The exam will consist of two essays. One of the essays will be mandatory. For the other essay, you will be given three possibilities to choose from. These essays will run from three pages upward to ten (it all depends on how much you want to write!). Success will depend on you providing support for your assertions drawn from lectures, discussions, and readings.
One of the questions will be chosen from the following:
2) Writing can be a revolutionary act, an act of resistance and empowerment, especially when one is not supposed to write. How does Alice Walker make her writing in The Color Purple into a revolutionary act?
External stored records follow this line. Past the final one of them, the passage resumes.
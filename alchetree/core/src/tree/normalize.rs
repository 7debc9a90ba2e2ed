//! Tree Normalizer
//!
//! Converts raw backend output (linear ingredient paths, nested trees, or a
//! bare single tree) into canonical [`IngredientNode`] hierarchies.
//!
//! # Termination
//!
//! Cycle handling is path-local: only the *first* occurrence of an element
//! name along a root-to-node path expands its ingredients. A deeper
//! occurrence of the same name on that path becomes a terminal
//! `is_circular_reference` leaf with no children, so normalization always
//! terminates even on mutually-recursive recipe data.
//!
//! # Degradation
//!
//! Nothing in this module returns an error. Missing or empty input yields a
//! single placeholder node named after the requested target with
//! `has_no_recipe` set; a node missing a name degrades to a placeholder
//! node. The tree-build boundary never raises.

use std::collections::HashSet;

use crate::catalog::is_base_element;

use super::raw::{RawPathNode, RawSearchResult, RawTreeNode};
use super::IngredientNode;

/// Label used for nodes whose source entry carried no name
const UNKNOWN_ELEMENT: &str = "Unknown";

/// Normalizer for raw search results
#[derive(Clone, Copy, Debug, Default)]
pub struct TreeNormalizer;

impl TreeNormalizer {
    /// Create a normalizer
    #[must_use]
    pub fn new() -> Self {
        Self
    }

    /// Normalize a complete search result into canonical trees
    ///
    /// Accepts all three result shapes. An empty or unusable result yields a
    /// single placeholder tree for `target` rather than an empty list.
    #[must_use]
    pub fn normalize(&self, raw: &RawSearchResult, target: &str) -> Vec<IngredientNode> {
        if let Some(paths) = raw.paths.as_ref().filter(|p| !p.is_empty()) {
            return paths
                .iter()
                .map(|path| self.normalize_path(path, target))
                .collect();
        }

        if let Some(trees) = raw.trees.as_ref().filter(|t| !t.is_empty()) {
            return trees
                .iter()
                .map(|tree| self.normalize_tree(tree, target))
                .collect();
        }

        if raw.name.is_some() {
            // Bare single-tree shape: the result object itself is the root.
            let root = RawTreeNode {
                name: raw.name.clone(),
                image_path: raw.image_path.clone(),
                is_base_element: false,
                is_circular_reference: false,
                no_recipe: false,
                ingredients: raw.ingredients.clone(),
            };
            return vec![self.normalize_tree(&root, target)];
        }

        tracing::debug!(target_element = target, "empty search result, using placeholder");
        vec![Self::placeholder(target)]
    }

    /// Convert one linear ingredient path into a canonical tree
    ///
    /// The root is the path entry matching `target` (falling back to the
    /// final entry); ingredients expand by name lookup within the same path.
    /// Elements absent from the path become childless `has_no_recipe` nodes.
    #[must_use]
    pub fn normalize_path(&self, path: &[RawPathNode], target: &str) -> IngredientNode {
        let entries: Vec<&RawPathNode> = path
            .iter()
            .filter(|e| e.name.as_deref().is_some_and(|n| !n.is_empty()))
            .collect();

        if entries.is_empty() {
            return Self::placeholder(target);
        }

        let root_name = entries
            .iter()
            .find(|e| e.name.as_deref() == Some(target))
            .or_else(|| entries.last())
            .and_then(|e| e.name.clone())
            .unwrap_or_else(|| target.to_string());

        let mut visited = HashSet::new();
        Self::expand_path_element(&root_name, &entries, &mut visited)
    }

    fn expand_path_element(
        name: &str,
        entries: &[&RawPathNode],
        visited: &mut HashSet<String>,
    ) -> IngredientNode {
        let entry = entries.iter().find(|e| e.name.as_deref() == Some(name));
        let image_ref = entry.and_then(|e| e.image_path.clone());

        // A repeat along this path terminates the branch.
        if visited.contains(name) {
            let mut node = IngredientNode::named(name);
            node.is_circular_reference = true;
            node.image_ref = image_ref;
            return node;
        }

        // Base elements are leaves regardless of supplied ingredients.
        if is_base_element(name) {
            let mut node = IngredientNode::named(name);
            node.is_base_element = true;
            node.image_ref = image_ref;
            return node;
        }

        let Some(entry) = entry else {
            let mut node = IngredientNode::named(name);
            node.has_no_recipe = true;
            return node;
        };

        visited.insert(name.to_string());
        let children = entry
            .ingredients
            .iter()
            .map(|ingredient| Self::expand_path_element(ingredient, entries, visited))
            .collect();
        visited.remove(name);

        let mut node = IngredientNode::named(name);
        node.image_ref = image_ref;
        node.children = children;
        node.has_no_recipe = entry.ingredients.is_empty();
        node
    }

    /// Convert a nested raw tree into a canonical tree
    ///
    /// Field spellings were already resolved at ingestion; this walk enforces
    /// the structural rules: path-local cycle cutting, base elements as
    /// leaves, and placeholder degradation for nameless nodes.
    #[must_use]
    pub fn normalize_tree(&self, raw: &RawTreeNode, target: &str) -> IngredientNode {
        let mut visited = HashSet::new();
        Self::expand_tree_node(raw, target, true, &mut visited)
    }

    fn expand_tree_node(
        raw: &RawTreeNode,
        target: &str,
        is_root: bool,
        visited: &mut HashSet<String>,
    ) -> IngredientNode {
        let name = match raw.name.as_deref().filter(|n| !n.is_empty()) {
            Some(name) => name.to_string(),
            None if is_root => {
                tracing::debug!(target_element = target, "nameless root, using placeholder");
                return Self::placeholder(target);
            }
            None => {
                tracing::debug!("nameless node degraded to placeholder");
                let mut node = IngredientNode::named(UNKNOWN_ELEMENT);
                node.has_no_recipe = true;
                return node;
            }
        };

        let mut node = IngredientNode::named(&name);
        node.image_ref = raw.image_path.clone();
        node.has_no_recipe = raw.no_recipe;

        if visited.contains(&name) || raw.is_circular_reference {
            node.is_circular_reference = true;
            return node;
        }

        if is_base_element(&name) {
            node.is_base_element = true;
            return node;
        }

        visited.insert(name.clone());
        node.children = raw
            .ingredients
            .iter()
            .map(|child| Self::expand_tree_node(child, target, false, visited))
            .collect();
        visited.remove(&name);

        node
    }

    /// The "no data" placeholder for a target with no usable result
    #[must_use]
    pub fn placeholder(target: &str) -> IngredientNode {
        let name = if target.is_empty() {
            UNKNOWN_ELEMENT
        } else {
            target
        };
        let mut node = IngredientNode::named(name);
        node.is_base_element = is_base_element(name);
        node.has_no_recipe = true;
        node
    }
}

#[cfg(test)]
mod tests {
    use super::*;

    fn brick_path() -> Vec<RawPathNode> {
        vec![
            RawPathNode::new("Water", Vec::<String>::new()),
            RawPathNode::new("Earth", Vec::<String>::new()),
            RawPathNode::new("Fire", Vec::<String>::new()),
            RawPathNode::new("Mud", vec!["Water", "Earth"]),
            RawPathNode::new("Brick", vec!["Mud", "Fire"]),
        ]
    }

    #[test]
    fn test_path_to_tree_brick() {
        let tree = TreeNormalizer::new().normalize_path(&brick_path(), "Brick");

        assert_eq!(tree.name, "Brick");
        assert_eq!(tree.children.len(), 2);
        assert_eq!(tree.children[0].name, "Mud");
        assert_eq!(tree.children[1].name, "Fire");
        assert!(tree.children[1].is_base_element);
        assert!(tree.children[1].is_leaf());

        let mud = &tree.children[0];
        assert_eq!(mud.children.len(), 2);
        assert_eq!(mud.children[0].name, "Water");
        assert_eq!(mud.children[1].name, "Earth");
        assert!(mud.children.iter().all(|c| c.is_base_element && c.is_leaf()));
    }

    #[test]
    fn test_path_root_falls_back_to_last_entry() {
        let path = vec![
            RawPathNode::new("Water", Vec::<String>::new()),
            RawPathNode::new("Steam", vec!["Water", "Fire"]),
        ];
        let tree = TreeNormalizer::new().normalize_path(&path, "Cloud");
        assert_eq!(tree.name, "Steam");
    }

    #[test]
    fn test_cycle_becomes_terminal_marker() {
        // A requires B requires A.
        let path = vec![
            RawPathNode::new("A", vec!["B"]),
            RawPathNode::new("B", vec!["A"]),
        ];
        let tree = TreeNormalizer::new().normalize_path(&path, "A");

        assert_eq!(tree.name, "A");
        assert!(!tree.is_circular_reference);
        let b = &tree.children[0];
        assert_eq!(b.name, "B");
        let inner_a = &b.children[0];
        assert_eq!(inner_a.name, "A");
        assert!(inner_a.is_circular_reference);
        assert!(inner_a.is_leaf());
    }

    #[test]
    fn test_repeat_across_branches_is_not_a_cycle() {
        // Water appears under both Mud and Rain; neither occurrence is on the
        // other's root path, so both expand normally.
        let path = vec![
            RawPathNode::new("Water", Vec::<String>::new()),
            RawPathNode::new("Earth", Vec::<String>::new()),
            RawPathNode::new("Air", Vec::<String>::new()),
            RawPathNode::new("Mud", vec!["Water", "Earth"]),
            RawPathNode::new("Rain", vec!["Water", "Air"]),
            RawPathNode::new("Plant", vec!["Mud", "Rain"]),
        ];
        let tree = TreeNormalizer::new().normalize_path(&path, "Plant");

        let mud_water = &tree.children[0].children[0];
        let rain_water = &tree.children[1].children[0];
        assert!(!mud_water.is_circular_reference);
        assert!(!rain_water.is_circular_reference);
    }

    #[test]
    fn test_base_element_never_expands() {
        // Malicious/buggy source supplies ingredients for Water.
        let path = vec![
            RawPathNode::new("Water", vec!["Steam"]),
            RawPathNode::new("Mud", vec!["Water", "Earth"]),
        ];
        let tree = TreeNormalizer::new().normalize_path(&path, "Mud");
        let water = &tree.children[0];
        assert!(water.is_base_element);
        assert!(water.is_leaf());
    }

    #[test]
    fn test_missing_recipe_marks_no_recipe() {
        let path = vec![RawPathNode::new("Brick", vec!["Mud", "Fire"])];
        let tree = TreeNormalizer::new().normalize_path(&path, "Brick");
        // Mud is not in the path and is not base: childless, no recipe.
        let mud = &tree.children[0];
        assert!(mud.has_no_recipe);
        assert!(mud.is_leaf());
    }

    #[test]
    fn test_empty_input_yields_placeholder() {
        let trees = TreeNormalizer::new().normalize(&RawSearchResult::default(), "Brick");
        assert_eq!(trees.len(), 1);
        assert_eq!(trees[0].name, "Brick");
        assert!(trees[0].has_no_recipe);
        assert!(trees[0].is_leaf());
    }

    #[test]
    fn test_nested_tree_normalization() {
        let raw = RawTreeNode::named("Brick").with_ingredients(vec![
            RawTreeNode::named("Mud").with_ingredients(vec![
                RawTreeNode::named("Water"),
                RawTreeNode::named("Earth"),
            ]),
            RawTreeNode::named("Fire"),
        ]);
        let tree = TreeNormalizer::new().normalize_tree(&raw, "Brick");

        assert_eq!(tree.node_count(), 5);
        assert!(tree.children[1].is_base_element);
        assert!(tree.children[0].children[0].is_base_element);
    }

    #[test]
    fn test_nested_tree_cycle_cut() {
        let raw = RawTreeNode::named("A").with_ingredients(vec![RawTreeNode::named("B")
            .with_ingredients(vec![RawTreeNode::named("A")
                .with_ingredients(vec![RawTreeNode::named("B")])])]);
        let tree = TreeNormalizer::new().normalize_tree(&raw, "A");

        let inner_a = &tree.children[0].children[0];
        assert!(inner_a.is_circular_reference);
        assert!(inner_a.is_leaf());
    }

    #[test]
    fn test_nameless_nodes_degrade() {
        let nameless_root = RawTreeNode::default();
        let tree = TreeNormalizer::new().normalize_tree(&nameless_root, "Brick");
        assert_eq!(tree.name, "Brick");
        assert!(tree.has_no_recipe);

        let raw =
            RawTreeNode::named("Brick").with_ingredients(vec![RawTreeNode::default()]);
        let tree = TreeNormalizer::new().normalize_tree(&raw, "Brick");
        assert_eq!(tree.children[0].name, "Unknown");
        assert!(tree.children[0].has_no_recipe);
    }

    #[test]
    fn test_bare_single_tree_shape() {
        let raw: RawSearchResult = serde_json::from_str(
            r#"{"name": "Brick", "ingredients": [{"name": "Mud"}, {"name": "Fire"}]}"#,
        )
        .unwrap();
        let trees = TreeNormalizer::new().normalize(&raw, "Brick");
        assert_eq!(trees.len(), 1);
        assert_eq!(trees[0].children.len(), 2);
    }
}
How does she use things like form (use of epistolary--meaning that Celie mostly tells her story to God), language (especially in dialogue), and causation (that things seem to happen as if by "magic") to carry out that revolutionary act?
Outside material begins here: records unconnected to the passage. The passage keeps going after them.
//! Tree Data Model
//!
//! Canonical tree shapes for the visualization engine:
//!
//! - [`IngredientNode`]: the recursive, exclusively-owned tree produced by the
//!   normalizer. Children are the only ownership edge.
//! - [`PositionedTree`]: a flat arena of [`PositionedNode`]s indexed by
//!   [`NodeId`], used by the validator, layout engine, sequence builder, and
//!   playback driver. Parent back-references are plain indices, lookup-only and
//!   never owning, so the structure cannot form ownership cycles.
//!
//! A fresh tree is built per search result and discarded on re-search or
//! result switch; nothing here is shared across runs.

pub mod normalize;
pub mod raw;
pub mod validate;

use serde::{Deserialize, Serialize};

pub use normalize::TreeNormalizer;
pub use raw::{RawPathNode, RawSearchResult, RawTreeNode};
pub use validate::{HierarchyValidator, RepairReport};

// ============================================================================
// Ingredient Node
// ============================================================================

/// One node of a canonical recipe derivation tree
///
/// Produced by the [`TreeNormalizer`]; every downstream component consumes
/// this shape and never inspects alternate field spellings.
#[derive(Clone, Debug, PartialEq, Serialize, Deserialize)]
#[serde(rename_all = "camelCase")]
pub struct IngredientNode {
    /// Element name (string identity; may recur across branches)
    pub name: String,

    /// Member of the closed base-element set
    #[serde(default)]
    pub is_base_element: bool,

    /// A repeat of an ancestor on the same root-to-node path, cut into a
    /// terminal marker to guarantee termination
    #[serde(default)]
    pub is_circular_reference: bool,

    /// The source had no recipe data for this element
    #[serde(default)]
    pub has_no_recipe: bool,

    /// Optional image reference
    #[serde(default)]
    pub image_ref: Option<String>,

    /// Ingredient subtrees, in recipe order (the sole ownership edge)
    #[serde(default)]
    pub children: Vec<IngredientNode>,
}

impl IngredientNode {
    /// Create a plain node with no flags and no children
    pub fn named(name: impl Into<String>) -> Self {
        Self {
            name: name.into(),
            is_base_element: false,
            is_circular_reference: false,
            has_no_recipe: false,
            image_ref: None,
            children: Vec::new(),
        }
    }

    /// Whether this node terminates its branch
    #[must_use]
    pub fn is_leaf(&self) -> bool {
        self.children.is_empty()
    }

    /// Total node count of this subtree (including self)
    #[must_use]
    pub fn node_count(&self) -> usize {
        1 + self.children.iter().map(IngredientNode::node_count).sum::<usize>()
    }

    /// Depth of this subtree (a lone node has depth 0)
    #[must_use]
    pub fn subtree_depth(&self) -> usize {
        self.children
            .iter()
            .map(|c| 1 + c.subtree_depth())
            .max()
            .unwrap_or(0)
    }
}

// ============================================================================
// Positioned Arena
// ============================================================================

/// Identity of a node within one [`PositionedTree`]
///
/// Plain arena index. Identities are per-tree: two trees may both have a
/// `NodeId(0)`, and two nodes with equal names always have distinct ids.
#[derive(Clone, Copy, Debug, PartialEq, Eq, Hash, PartialOrd, Ord, Serialize, Deserialize)]
pub struct NodeId(pub usize);

impl NodeId {
    /// The underlying arena index
    #[must_use]
    pub fn index(self) -> usize {
        self.0
    }
}

impl std::fmt::Display for NodeId {
    fn fmt(&self, f: &mut std::fmt::Formatter<'_>) -> std::fmt::Result {
        write!(f, "#{}", self.0)
    }
}

/// A node with layout coordinates and a weak parent back-reference
#[derive(Clone, Debug, PartialEq)]
pub struct PositionedNode {
    /// Arena identity of this node
    pub id: NodeId,

    /// Element name
    pub name: String,

    /// Member of the closed base-element set
    pub is_base_element: bool,

    /// Terminal circular-reference marker
    pub is_circular_reference: bool,

    /// No recipe data was available
    pub has_no_recipe: bool,

    /// Optional image reference
    pub image_ref: Option<String>,

    /// Horizontal coordinate (assigned by the layout engine)
    pub x: f64,

    /// Vertical coordinate (assigned by the layout engine)
    pub y: f64,

    /// Distance from the root
    pub depth: usize,

    /// Lookup-only back-reference; `None` for the root
    pub parent: Option<NodeId>,

    /// Child ids in ingredient order (the sole ownership edge)
    pub children: Vec<NodeId>,
}

impl PositionedNode {
    /// Whether this node terminates its branch
    #[must_use]
    pub fn is_leaf(&self) -> bool {
        self.children.is_empty()
    }
}

/// Flat arena holding one positioned hierarchy
///
/// Exactly one root per tree: the requested target element.
#[derive(Clone, Debug, Default, PartialEq)]
pub struct PositionedTree {
    nodes: Vec<PositionedNode>,
    root: usize,
}

impl PositionedTree {
    /// Flatten an [`IngredientNode`] tree into an arena
    ///
    /// Depths and parent/children links are assigned here; coordinates start
    /// at zero and are filled in by the layout engine.
    #[must_use]
    pub fn from_ingredient_tree(tree: &IngredientNode) -> Self {
        let mut arena = Self {
            nodes: Vec::with_capacity(tree.node_count()),
            root: 0,
        };
        arena.push_subtree(tree, None, 0);
        arena
    }

    fn push_subtree(
        &mut self,
        node: &IngredientNode,
        parent: Option<NodeId>,
        depth: usize,
    ) -> NodeId {
        let id = NodeId(self.nodes.len());
        self.nodes.push(PositionedNode {
            id,
            name: node.name.clone(),
            is_base_element: node.is_base_element,
            is_circular_reference: node.is_circular_reference,
            has_no_recipe: node.has_no_recipe,
            image_ref: node.image_ref.clone(),
            x: 0.0,
            y: 0.0,
            depth,
            parent,
            children: Vec::with_capacity(node.children.len()),
        });

        for child in &node.children {
            let child_id = self.push_subtree(child, Some(id), depth + 1);
            self.nodes[id.0].children.push(child_id);
        }

        id
    }

    /// Id of the root node
    #[must_use]
    pub fn root(&self) -> NodeId {
        NodeId(self.root)
    }

    /// Number of nodes in the arena
    #[must_use]
    pub fn len(&self) -> usize {
        self.nodes.len()
    }

    /// Whether the arena is empty
    #[must_use]
    pub fn is_empty(&self) -> bool {
        self.nodes.is_empty()
    }

    /// Borrow a node by id
    ///
    /// # Panics
    ///
    /// Panics if `id` is not an id of this tree.
    #[must_use]
    pub fn node(&self, id: NodeId) -> &PositionedNode {
        &self.nodes[id.0]
    }

    /// Mutably borrow a node by id
    ///
    /// # Panics
    ///
    /// Panics if `id` is not an id of this tree.
    pub fn node_mut(&mut self, id: NodeId) -> &mut PositionedNode {
        &mut self.nodes[id.0]
    }

    /// Iterate all nodes in arena order
    pub fn nodes(&self) -> impl Iterator<Item = &PositionedNode> {
        self.nodes.iter()
    }

    /// Iterate all node ids in arena order
    pub fn ids(&self) -> impl Iterator<Item = NodeId> {
        (0..self.nodes.len()).map(NodeId)
    }

    /// All parent→child edges in arena order
    #[must_use]
    pub fn edges(&self) -> Vec<(NodeId, NodeId)> {
        let mut edges = Vec::with_capacity(self.nodes.len().saturating_sub(1));
        for node in &self.nodes {
            for &child in &node.children {
                edges.push((node.id, child));
            }
        }
        edges
    }

    /// First node (in arena order) with the given name
    #[must_use]
    pub fn find_by_name(&self, name: &str) -> Option<NodeId> {
        self.nodes.iter().find(|n| n.name == name).map(|n| n.id)
    }

    /// Maximum depth over all nodes
    #[must_use]
    pub fn max_depth(&self) -> usize {
        self.nodes.iter().map(|n| n.depth).max().unwrap_or(0)
    }

    /// Number of leaf nodes
    #[must_use]
    pub fn leaf_count(&self) -> usize {
        self.nodes.iter().filter(|n| n.is_leaf()).count()
    }
}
3) Discuss the powers that Walker depicts female characters as having in The Color Purple. What are the forms of power that the women characters have, especially Celie, Shug, Sofia, and Nettie? How does Celie come to gather within herself all the varieties of power Walker depicts the group of women characters as having by the end of the story in The Color Purple?
4) Two criticisms of The Color Purple arise over and over again: that Walker downplays the limitations that racism apply to African-American women, and that Alice Walker is unduly harsh in her criticisms of African-American men. After reading The Color Purple, do you feel these criticisms are valid? Why or why not?